Liana De Luca è di origine illirico-partenopea.
Laureata in lettere, ha insegnato negli Istituti superiori. Dopo una
lunga sosta a Bergamo, dove è stata cofondatrice e primo presidente
del Cenacolo Orobico di poesia, del quale attualmente è presidente
onorario, si è trasferita a Torino, dove vive e opera.

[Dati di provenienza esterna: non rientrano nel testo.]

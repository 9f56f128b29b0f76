use super::*;
use crate::subgraphs::{merge_field_types, FieldArgumentWalker, FieldTypeRecord, MergePolicy};

/// The merged type of a shared output field: the least restrictive of the
/// subgraph types, since the field is only as non-nullable as the weakest
/// guarantee.
pub(super) fn compose_output_field_types<'a>(
    ctx: &mut Context<'a>,
    mut fields: impl Iterator<Item = FieldWalker<'a>>,
) -> Option<FieldTypeRecord> {
    let first = fields.next()?;
    let mut merged = first.r#type().record().clone();

    for field in fields {
        match merge_field_types(&merged, field.r#type().record(), MergePolicy::LeastRestrictive) {
            Ok(next) => merged = next,
            Err(conflict) => {
                let first_type = first.r#type().to_string();
                let second_type = field.r#type().to_string();
                ctx.diagnostics.push_fatal(format!(
                    "The field `{}.{}` has incompatible types in the subgraphs `{}` and `{}`: {}.",
                    first.parent_definition().name().as_str(),
                    first.name().as_str(),
                    first.parent_definition().subgraph().name().as_str(),
                    field.parent_definition().subgraph().name().as_str(),
                    conflict.explain(&first_type, &second_type),
                ));
                return None;
            }
        }
    }

    Some(merged)
}

/// The merged type of a shared argument or input field: the most restrictive
/// of the subgraph types, since every subgraph must be able to accept the
/// value.
pub(super) fn compose_input_field_types<'a>(
    ctx: &mut Context<'a>,
    mut fields: impl Iterator<Item = FieldWalker<'a>>,
) -> Option<FieldTypeRecord> {
    let first = fields.next()?;
    let mut merged = first.r#type().record().clone();

    for field in fields {
        match merge_field_types(&merged, field.r#type().record(), MergePolicy::MostRestrictive) {
            Ok(next) => merged = next,
            Err(conflict) => {
                let first_type = first.r#type().to_string();
                let second_type = field.r#type().to_string();
                ctx.diagnostics.push_fatal(format!(
                    "The input field `{}.{}` has incompatible types in the subgraphs `{}` and `{}`: {}.",
                    first.parent_definition().name().as_str(),
                    first.name().as_str(),
                    first.parent_definition().subgraph().name().as_str(),
                    field.parent_definition().subgraph().name().as_str(),
                    conflict.explain(&first_type, &second_type),
                ));
                return None;
            }
        }
    }

    Some(merged)
}

pub(super) fn compose_argument_types<'a>(
    ctx: &mut Context<'a>,
    arguments: &[&FieldArgumentWalker<'a>],
) -> Option<FieldTypeRecord> {
    let (first, rest) = arguments.split_first()?;
    let mut merged = first.r#type().record().clone();

    for argument in rest {
        match merge_field_types(&merged, argument.r#type().record(), MergePolicy::MostRestrictive) {
            Ok(next) => merged = next,
            Err(conflict) => {
                let first_type = first.r#type().to_string();
                let second_type = argument.r#type().to_string();
                let field = first.field();
                ctx.diagnostics.push_fatal(format!(
                    "The argument `{}.{}({}:)` has incompatible types in the subgraphs `{}` and `{}`: {}.",
                    field.parent_definition().name().as_str(),
                    field.name().as_str(),
                    first.name().as_str(),
                    field.parent_definition().subgraph().name().as_str(),
                    argument.field().parent_definition().subgraph().name().as_str(),
                    conflict.explain(&first_type, &second_type),
                ));
                return None;
            }
        }
    }

    Some(merged)
}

Giornalista pubblicista, ha collaborato o collabora a quotidiani e
periodici, fra i quali Arte-Stampa, Atelier, Città di Vita,
Issimo, La clessidra, La nuova Tribuna Letteraria, L’Arena di Pola, La Rivista di Bergamo, L’eco di Bergamo, Le colline
di Pavese, L’Umanità, Nuovo Contrappunto, Oggi e Domani, Ragguaglio
Librario, Resine, Talento. È redattrice della rivista Vernice.
Fra le raccolte più significative in poesia VIII Casa
(Ed. Mursia 1965), Mediterranee (Ed. Cappelli 1985). In prosa
ha scritto Storia di Pia (Ed. Mursia 1984), Controfiabe
(Lorenzo Editore 1996) e si è occupata del genere fantasy.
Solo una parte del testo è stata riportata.